Dttri & Ironman

Alcuni anni sono passati. L’età neonatale è sconfinata nella maturità, la squadra si veste di autonomia e intende “ballare da sola”, una piccola eco del grande Bernardo non fa mai male.

L’età adulta si accompagna con primi bilanci, occasioni di riflessioni e di giudizi.

Premessa d’obbligo: non ho alcuna autorità e ancor meno autorevolezza per impossessarmi del compito di stilare pagelle, voti e sentenze. Ciò mi rende completamente libero di esprimermi e, di riflesso, tutti coloro che lo desiderano sono invitati caldamente ad esprimersi e commentare queste poche righe.

Fin dalle origini i promotori del Dttri dovettero compiere una scelta sulla natura della squadra: aperta a tutte le istanze, o chiusa a pochi eletti. 

La popperiana (e lasciatemi fare il profe, per la miseria)  società aperta fu la decisione, con una chiara avvertenza: nessuna preclusione, indicazione o dir si voglia sulle distanze da praticare: tutto purché fosse Triathlon.
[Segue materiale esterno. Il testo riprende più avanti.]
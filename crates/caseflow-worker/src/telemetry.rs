use anyhow::Result;
use tracing_subscriber::{layer::SubscriberExt, util::SubscriberInitExt, EnvFilter};

/// Install the global subscriber.
///
/// `RUST_LOG` selects what is logged (default `info`); `json` switches the
/// output to one JSON object per line with the current span attached.
pub fn init(json: bool) -> Result<()> {
    let filter = EnvFilter::try_from_default_env().unwrap_or_else(|_| EnvFilter::new("info"));
    let registry = tracing_subscriber::registry().with(filter);

    if json {
        registry
            .with(
                tracing_subscriber::fmt::layer()
                    .json()
                    .with_current_span(true)
                    .with_span_list(false),
            )
            .try_init()?;
    } else {
        registry
            .with(tracing_subscriber::fmt::layer().with_target(true))
            .try_init()?;
    }

    Ok(())
}
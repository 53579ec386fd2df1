//! The drain loop.

use caseflow::{Categorizable, EventHandler, FailureDisposition, OutboxEvent, OutboxStore};
use chrono::Utc;
use std::sync::atomic::{AtomicBool, Ordering};
use std::sync::Arc;
use tokio::sync::watch;
use tokio::task::JoinHandle;
use tokio::time::{interval, MissedTickBehavior};
use tracing::{debug, error, info, warn};

use crate::config::DrainConfig;
use crate::report::{DispatchOutcome, DrainReport};

struct Inner {
    store: Arc<dyn OutboxStore>,
    handler: Arc<dyn EventHandler>,
    config: DrainConfig,
    draining: AtomicBool,
}

/// Drains pending outbox events into an [`EventHandler`].
///
/// Cheap to clone; clones share the drain-in-progress flag, so at most one
/// drain runs at a time across all of them.
#[derive(Clone)]
pub struct OutboxPoller {
    inner: Arc<Inner>,
}

/// Resets the drain-in-progress flag when a drain ends, even by panic.
struct DrainGuard<'a>(&'a AtomicBool);

impl Drop for DrainGuard<'_> {
    fn drop(&mut self) {
        self.0.store(false, Ordering::Release);
    }
}

impl OutboxPoller {
    pub fn new(
        store: Arc<dyn OutboxStore>,
        handler: Arc<dyn EventHandler>,
        config: DrainConfig,
    ) -> Self {
        Self {
            inner: Arc::new(Inner {
                store,
                handler,
                config,
                draining: AtomicBool::new(false),
            }),
        }
    }

    /// Spawn the periodic loop on the current tokio runtime.
    ///
    /// The first drain runs immediately. The loop stops when the returned
    /// handle is shut down or dropped.
    pub fn start(&self) -> PollerHandle {
        let (shutdown_tx, shutdown_rx) = watch::channel(false);
        let task = tokio::spawn(self.clone().run(shutdown_rx));
        PollerHandle {
            shutdown: shutdown_tx,
            task: Some(task),
        }
    }

    async fn run(self, mut shutdown: watch::Receiver<bool>) {
        let mut ticker = interval(self.inner.config.interval);
        // A slow drain delays the next one instead of triggering a burst.
        ticker.set_missed_tick_behavior(MissedTickBehavior::Delay);

        info!(
            batch_size = self.inner.config.batch_size,
            interval_ms = self.inner.config.interval.as_millis() as u64,
            "outbox poller started"
        );

        loop {
            tokio::select! {
                biased;
                changed = shutdown.changed() => {
                    if changed.is_err() || *shutdown.borrow() {
                        break;
                    }
                }
                _ = ticker.tick() => {
                    let report = self.drain_once().await;
                    if report.selected > 0 {
                        debug!(
                            selected = report.selected,
                            processed = report.processed,
                            failed = report.failed(),
                            next_retry_at = ?report.next_retry_at,
                            "drained outbox batch"
                        );
                    }
                }
            }
        }

        info!("outbox poller stopped");
    }

    /// Run one drain cycle.
    ///
    /// Dispatches up to `batch_size` due events oldest first, recording each
    /// outcome on its row. Never fails: store errors are logged and counted.
    /// Returns a skipped report if another drain is already running.
    pub async fn drain_once(&self) -> DrainReport {
        if self.inner.draining.swap(true, Ordering::AcqRel) {
            debug!("drain already in progress, skipping");
            return DrainReport::skipped();
        }
        let _guard = DrainGuard(&self.inner.draining);

        let events = match self
            .inner
            .store
            .list_unprocessed(self.inner.config.batch_size)
            .await
        {
            Ok(events) => events,
            Err(e) => {
                warn!(error = %e, "failed to list pending outbox events");
                return DrainReport::default();
            }
        };

        let mut report = DrainReport {
            selected: events.len(),
            ..DrainReport::default()
        };

        for event in &events {
            match self.dispatch(event).await {
                Ok(outcome) => report.record(outcome),
                Err(e) => {
                    report.store_errors += 1;
                    error!(event_id = %event.id, error = %e, "failed to record dispatch outcome");
                }
            }
        }

        report
    }

    /// Dispatch one event and write the outcome back.
    ///
    /// `Err` means the outcome could not be stored; the row is unchanged and
    /// will be selected again.
    async fn dispatch(&self, event: &OutboxEvent) -> anyhow::Result<DispatchOutcome> {
        let store = &self.inner.store;

        match self.inner.handler.handle(&event.domain_event()).await {
            Ok(()) => {
                store.mark_processed(event.id).await?;
                debug!(event_id = %event.id, topic = %event.topic, "outbox event processed");
                Ok(DispatchOutcome::Processed)
            }
            Err(err) => {
                let attempts = u32::try_from(event.attempts).unwrap_or(0).saturating_add(1);
                let disposition =
                    self.inner
                        .config
                        .retry
                        .disposition(err.failure_kind(), attempts, Utc::now());
                let message = err.to_string();

                store.mark_failed(event.id, &message, disposition).await?;

                match disposition {
                    FailureDisposition::Retry { not_before } => {
                        warn!(
                            event_id = %event.id,
                            topic = %event.topic,
                            attempts,
                            error = %message,
                            "outbox event failed, will retry"
                        );
                        Ok(DispatchOutcome::Retry { not_before })
                    }
                    FailureDisposition::DeadLetter => {
                        error!(
                            event_id = %event.id,
                            topic = %event.topic,
                            attempts,
                            error = %message,
                            "outbox event dead-lettered"
                        );
                        Ok(DispatchOutcome::DeadLettered)
                    }
                }
            }
        }
    }
}

/// Owns a running poll loop.
///
/// Dropping the handle stops the loop after any in-flight drain; use
/// [`PollerHandle::shutdown`] to also wait for it.
pub struct PollerHandle {
    shutdown: watch::Sender<bool>,
    task: Option<JoinHandle<()>>,
}

impl PollerHandle {
    /// Stop scheduling drains and wait for the loop to exit.
    pub async fn shutdown(mut self) {
        let _ = self.shutdown.send(true);
        if let Some(task) = self.task.take() {
            if let Err(e) = task.await {
                error!(error = %e, "outbox poller task failed");
            }
        }
    }

    /// Resolves once the loop task has exited. Before shutdown is requested
    /// that only happens if a drain panicked.
    pub async fn stopped(&mut self) {
        if let Some(task) = self.task.as_mut() {
            if let Err(e) = task.await {
                error!(error = %e, "outbox poller task failed");
            }
            self.task = None;
        }
    }
}

impl Drop for PollerHandle {
    fn drop(&mut self) {
        let _ = self.shutdown.send(true);
    }
}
Ora nelle numerose chat che  informano sugli accadimenti del Dttri, fatte per agevolare la condivisione delle attività e ammortizzarne le fatiche, ve ne è una dedicata alle gare. Io da buon storico segugio uso questa fonte per alcune  analisi divinatorie.

Sottolineo il punto: trattasi di osservazioni ex post senza alcuna predestinazione ex ante, esse sono il mero frutto della libera combinazione dei nostri desideri. 
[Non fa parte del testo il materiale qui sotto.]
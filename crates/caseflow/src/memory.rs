//! In-memory implementation of every store interface.
//!
//! Used by tests and local runs. Not durable.

use anyhow::{anyhow, Result};
use async_trait::async_trait;
use chrono::Utc;
use dashmap::DashMap;
use std::sync::atomic::{AtomicU64, Ordering};
use std::sync::Mutex;
use uuid::Uuid;

use crate::audit::{AuditLog, AuditStore};
use crate::model::{DomainEvent, OutboxEvent, Workflow, WorkflowInstance, WorkflowTrigger};
use crate::store::{
    FailureDisposition, InstanceStore, OutboxStore, TriggerQuery, TriggerStore, WorkflowStore,
};

/// Outbox rows keep their insertion sequence to order equal timestamps.
#[derive(Debug, Clone)]
struct OutboxRow {
    seq: u64,
    event: OutboxEvent,
}

#[derive(Debug, Default)]
pub struct MemoryStore {
    outbox: DashMap<Uuid, OutboxRow>,
    sequence: AtomicU64,
    triggers: DashMap<String, WorkflowTrigger>,
    workflows: DashMap<String, Workflow>,
    instances: DashMap<Uuid, WorkflowInstance>,
    // Held while an instance mutation is applied so the pair lands together.
    audit: Mutex<Vec<AuditLog>>,
}

impl MemoryStore {
    pub fn new() -> Self {
        Self::default()
    }

    /// Insert or replace a trigger.
    pub fn insert_trigger(&self, trigger: WorkflowTrigger) {
        self.triggers.insert(trigger.id.clone(), trigger);
    }

    /// Insert or replace a workflow.
    pub fn insert_workflow(&self, workflow: Workflow) {
        self.workflows.insert(workflow.id.clone(), workflow);
    }

    /// Insert an outbox row as-is, e.g. with a chosen `created_at`.
    pub fn insert_outbox_event(&self, event: OutboxEvent) {
        let seq = self.sequence.fetch_add(1, Ordering::SeqCst);
        self.outbox.insert(event.id, OutboxRow { seq, event });
    }

    pub fn outbox_event(&self, id: Uuid) -> Option<OutboxEvent> {
        self.outbox.get(&id).map(|row| row.event.clone())
    }

    /// All outbox rows in creation order.
    pub fn outbox_events(&self) -> Vec<OutboxEvent> {
        let mut rows: Vec<OutboxRow> = self.outbox.iter().map(|r| r.value().clone()).collect();
        rows.sort_by_key(|row| (row.event.created_at, row.seq));
        rows.into_iter().map(|row| row.event).collect()
    }

    pub fn instances(&self) -> Vec<WorkflowInstance> {
        let mut instances: Vec<_> = self.instances.iter().map(|r| r.value().clone()).collect();
        instances.sort_by_key(|i| i.created_at);
        instances
    }

    pub fn audit_entries(&self) -> Vec<AuditLog> {
        self.audit_log().clone()
    }

    fn audit_log(&self) -> std::sync::MutexGuard<'_, Vec<AuditLog>> {
        // A poisoned lock only means a panicking test thread; the data is still valid.
        self.audit.lock().unwrap_or_else(|poisoned| poisoned.into_inner())
    }

    fn update_outbox<F>(&self, id: Uuid, apply: F) -> Result<()>
    where
        F: FnOnce(&mut OutboxEvent),
    {
        let mut row = self
            .outbox
            .get_mut(&id)
            .ok_or_else(|| anyhow!("outbox event not found: {id}"))?;
        apply(&mut row.event);
        Ok(())
    }
}

#[async_trait]
impl OutboxStore for MemoryStore {
    async fn enqueue(&self, event: DomainEvent) -> Result<OutboxEvent> {
        let event = OutboxEvent::pending(event, Utc::now());
        self.insert_outbox_event(event.clone());
        Ok(event)
    }

    async fn list_unprocessed(&self, limit: usize) -> Result<Vec<OutboxEvent>> {
        let now = Utc::now();
        let mut due: Vec<OutboxRow> = self
            .outbox
            .iter()
            .filter(|row| row.event.is_due(now))
            .map(|row| row.value().clone())
            .collect();
        due.sort_by_key(|row| (row.event.created_at, row.seq));
        Ok(due.into_iter().take(limit).map(|row| row.event).collect())
    }

    async fn mark_processed(&self, id: Uuid) -> Result<()> {
        self.update_outbox(id, |event| {
            event.processed_at = Some(Utc::now());
            event.attempts += 1;
            event.next_attempt_at = None;
        })
    }

    async fn mark_failed(
        &self,
        id: Uuid,
        error: &str,
        disposition: FailureDisposition,
    ) -> Result<()> {
        self.update_outbox(id, |event| {
            event.attempts += 1;
            event.last_error = Some(error.to_string());
            match disposition {
                FailureDisposition::Retry { not_before } => event.next_attempt_at = not_before,
                FailureDisposition::DeadLetter => {
                    event.next_attempt_at = None;
                    event.dead_lettered_at = Some(Utc::now());
                }
            }
        })
    }
}

#[async_trait]
impl TriggerStore for MemoryStore {
    async fn find_active(&self, query: &TriggerQuery<'_>) -> Result<Vec<WorkflowTrigger>> {
        let mut matches: Vec<_> = self
            .triggers
            .iter()
            .filter(|t| query.matches(t.value()))
            .map(|t| t.value().clone())
            .collect();
        matches.sort_by(|a, b| a.id.cmp(&b.id));
        Ok(matches)
    }
}

#[async_trait]
impl WorkflowStore for MemoryStore {
    async fn get_workflow(&self, id: &str) -> Result<Option<Workflow>> {
        Ok(self.workflows.get(id).map(|w| w.value().clone()))
    }
}

#[async_trait]
impl InstanceStore for MemoryStore {
    async fn create_instance(&self, instance: &WorkflowInstance, audit: &AuditLog) -> Result<()> {
        let mut log = self.audit_log();
        if self.instances.contains_key(&instance.id) {
            return Err(anyhow!("workflow instance already exists: {}", instance.id));
        }
        self.instances.insert(instance.id, instance.clone());
        log.push(audit.clone());
        Ok(())
    }

    async fn get_instance(&self, id: Uuid) -> Result<Option<WorkflowInstance>> {
        Ok(self.instances.get(&id).map(|i| i.value().clone()))
    }

    async fn update_instance_state(
        &self,
        instance: &WorkflowInstance,
        audit: &AuditLog,
    ) -> Result<()> {
        let mut log = self.audit_log();
        let mut stored = self
            .instances
            .get_mut(&instance.id)
            .ok_or_else(|| anyhow!("workflow instance not found: {}", instance.id))?;
        stored.state_key = instance.state_key.clone();
        stored.updated_at = instance.updated_at;
        log.push(audit.clone());
        Ok(())
    }
}

#[async_trait]
impl AuditStore for MemoryStore {
    async fn append(&self, entry: &AuditLog) -> Result<()> {
        self.audit_log().push(entry.clone());
        Ok(())
    }

    async fn list_for_target(&self, target_type: &str, target_id: &str) -> Result<Vec<AuditLog>> {
        Ok(self
            .audit_log()
            .iter()
            .filter(|e| e.target_type == target_type && e.target_id == target_id)
            .cloned()
            .collect())
    }
}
Scorro l’elenco delle gare per il prossimo anno accademico: 15atleti, campione sufficientemente rappresentativo, segnano 16 gare Ironman, di cui due extreme, e 7 mezzi Ironman.  

Esito che suggerisce, anzi impone, di soffermarsi su alcuni interrogativi.
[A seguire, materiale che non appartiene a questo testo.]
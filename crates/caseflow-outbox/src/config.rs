//! Poller configuration and retry policy.

use caseflow::{FailureDisposition, FailureKind};
use chrono::{DateTime, Utc};
use std::time::Duration;

/// Default time between drain cycles.
pub const DEFAULT_INTERVAL: Duration = Duration::from_secs(3);

/// Default number of events drawn per cycle.
pub const DEFAULT_BATCH_SIZE: usize = 50;

/// Upper bound on any backoff delay.
pub const MAX_BACKOFF: Duration = Duration::from_secs(30 * 24 * 60 * 60);

/// Configuration for [`crate::OutboxPoller`].
#[derive(Debug, Clone, PartialEq, Eq)]
pub struct DrainConfig {
    pub interval: Duration,
    pub batch_size: usize,
    pub retry: RetryPolicy,
}

impl Default for DrainConfig {
    fn default() -> Self {
        Self {
            interval: DEFAULT_INTERVAL,
            batch_size: DEFAULT_BATCH_SIZE,
            retry: RetryPolicy::default(),
        }
    }
}

impl DrainConfig {
    /// Zero is raised to one millisecond.
    pub fn with_interval(mut self, interval: Duration) -> Self {
        self.interval = interval.max(Duration::from_millis(1));
        self
    }

    /// Zero is raised to one.
    pub fn with_batch_size(mut self, batch_size: usize) -> Self {
        self.batch_size = batch_size.max(1);
        self
    }

    pub fn with_retry(mut self, retry: RetryPolicy) -> Self {
        self.retry = retry;
        self
    }
}

/// Exponential backoff between failed attempts.
#[derive(Debug, Clone, Copy, PartialEq, Eq)]
pub struct Backoff {
    pub base: Duration,
    pub max: Duration,
}

/// Decides whether a failed event is retried, and when.
///
/// The default retries forever and makes the event eligible again on the
/// very next cycle.
#[derive(Debug, Clone, Copy, Default, PartialEq, Eq)]
pub struct RetryPolicy {
    /// Attempts after which a retryable failure is dead-lettered.
    pub max_attempts: Option<u32>,
    pub backoff: Option<Backoff>,
}

impl RetryPolicy {
    pub fn unbounded() -> Self {
        Self::default()
    }

    pub fn bounded(max_attempts: u32) -> Self {
        Self {
            max_attempts: Some(max_attempts.max(1)),
            backoff: None,
        }
    }

    /// Both bounds are clamped to [`MAX_BACKOFF`].
    pub fn with_backoff(mut self, base: Duration, max: Duration) -> Self {
        let base = base.min(MAX_BACKOFF);
        self.backoff = Some(Backoff {
            base,
            max: max.max(base).min(MAX_BACKOFF),
        });
        self
    }

    /// Delay before the next attempt after `attempts` failed ones.
    ///
    /// `base * 2^(attempts - 1)`, capped at the configured maximum.
    pub fn backoff_delay(&self, attempts: u32) -> Option<Duration> {
        let backoff = self.backoff?;
        let factor = 1u32
            .checked_shl(attempts.saturating_sub(1))
            .unwrap_or(u32::MAX);
        Some(backoff.base.saturating_mul(factor).min(backoff.max))
    }

    /// Disposition for an event that has now failed `attempts` times.
    pub fn disposition(
        &self,
        kind: FailureKind,
        attempts: u32,
        now: DateTime<Utc>,
    ) -> FailureDisposition {
        if kind == FailureKind::NonRetryable {
            return FailureDisposition::DeadLetter;
        }
        if self.max_attempts.is_some_and(|max| attempts >= max) {
            return FailureDisposition::DeadLetter;
        }

        let not_before = self
            .backoff_delay(attempts)
            .and_then(|delay| chrono::Duration::from_std(delay).ok())
            .and_then(|delay| now.checked_add_signed(delay));
        FailureDisposition::Retry { not_before }
    }
}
La tendenziale prevalenza verso gare endurance è un dato effettivo, oppure trattasi di sola illusione ottica? E ancora, Il Dttriha giocato un ruolo nel favorire queste scelte? Da cui deriva l’ulteriore  domanda: qual’ è la cultura sportiva che il nostro agire ha costruito nel tempo?

Procedo. Praticare discipline, distanze, così dure richiede adeguati allenamenti: mentali e fisici. 

I primi riguardano le motivazioni e le finalità che generano tali scelte. La riflessione sul limite, già più volte sollecitata, diviene imprescindibile. Il rischio peggiore nella sua elusione sta in ciò che la storia, mai dimenticarselo maestra di vita, ha insegnato nella parabola dell’alpinismo. Il rincorrere mete sempre più ardite, pericolose, estreme, finanche mortali, ha trasformato l’ascesa in una macabra rincorsa all’impossibile, alla sola conta dei gradi, delle cime conquistate, dei record superati, della competizione per la competizione, segnando la fine della nobile aspirazione a cogliere lo spirito, il significato ultimo della montagna. Vogliamo ripetere la medesima sorte anche per il triathlon? Ricordiamocelo, la prima è storia, la replica è farsa. 

Avvertenza: riflettiamo,  esplicitiamo bene le ragioni che presiedono alla scelta non del FARE un Ironman, ma dell’essere un Ironman, che non significa affatto coprire la fatidica distanza, e  vengano pure tutti i risolini di scherno per l’abuso della retorica. In altre parole, discutiamo liberamente, francamente e sinceramente sulle nostre convinzioni e scelte, mettiamo  il tutto a confronto, sicuro male non fa.

Alla mente segue il corpo, il prezioso contenitore del nostro essere.

Quanto lo rispettiamo? Abbiamo la necessaria e adeguata conoscenza sul trattamento che a lui riserviamo, al come preservarlo in salute nell’affrontare prove così impegnative? Siamo in grado di interpretare i suoi segnali in caso di abuso?

Da scriba e amico, spero di stimolare, provocare e infine sentire  le vostre voci per continuare a gioire nel credere di poter essere una persona Ironman non per le gare che ho finito, ma per averle prima di tutto condivise con cari amici.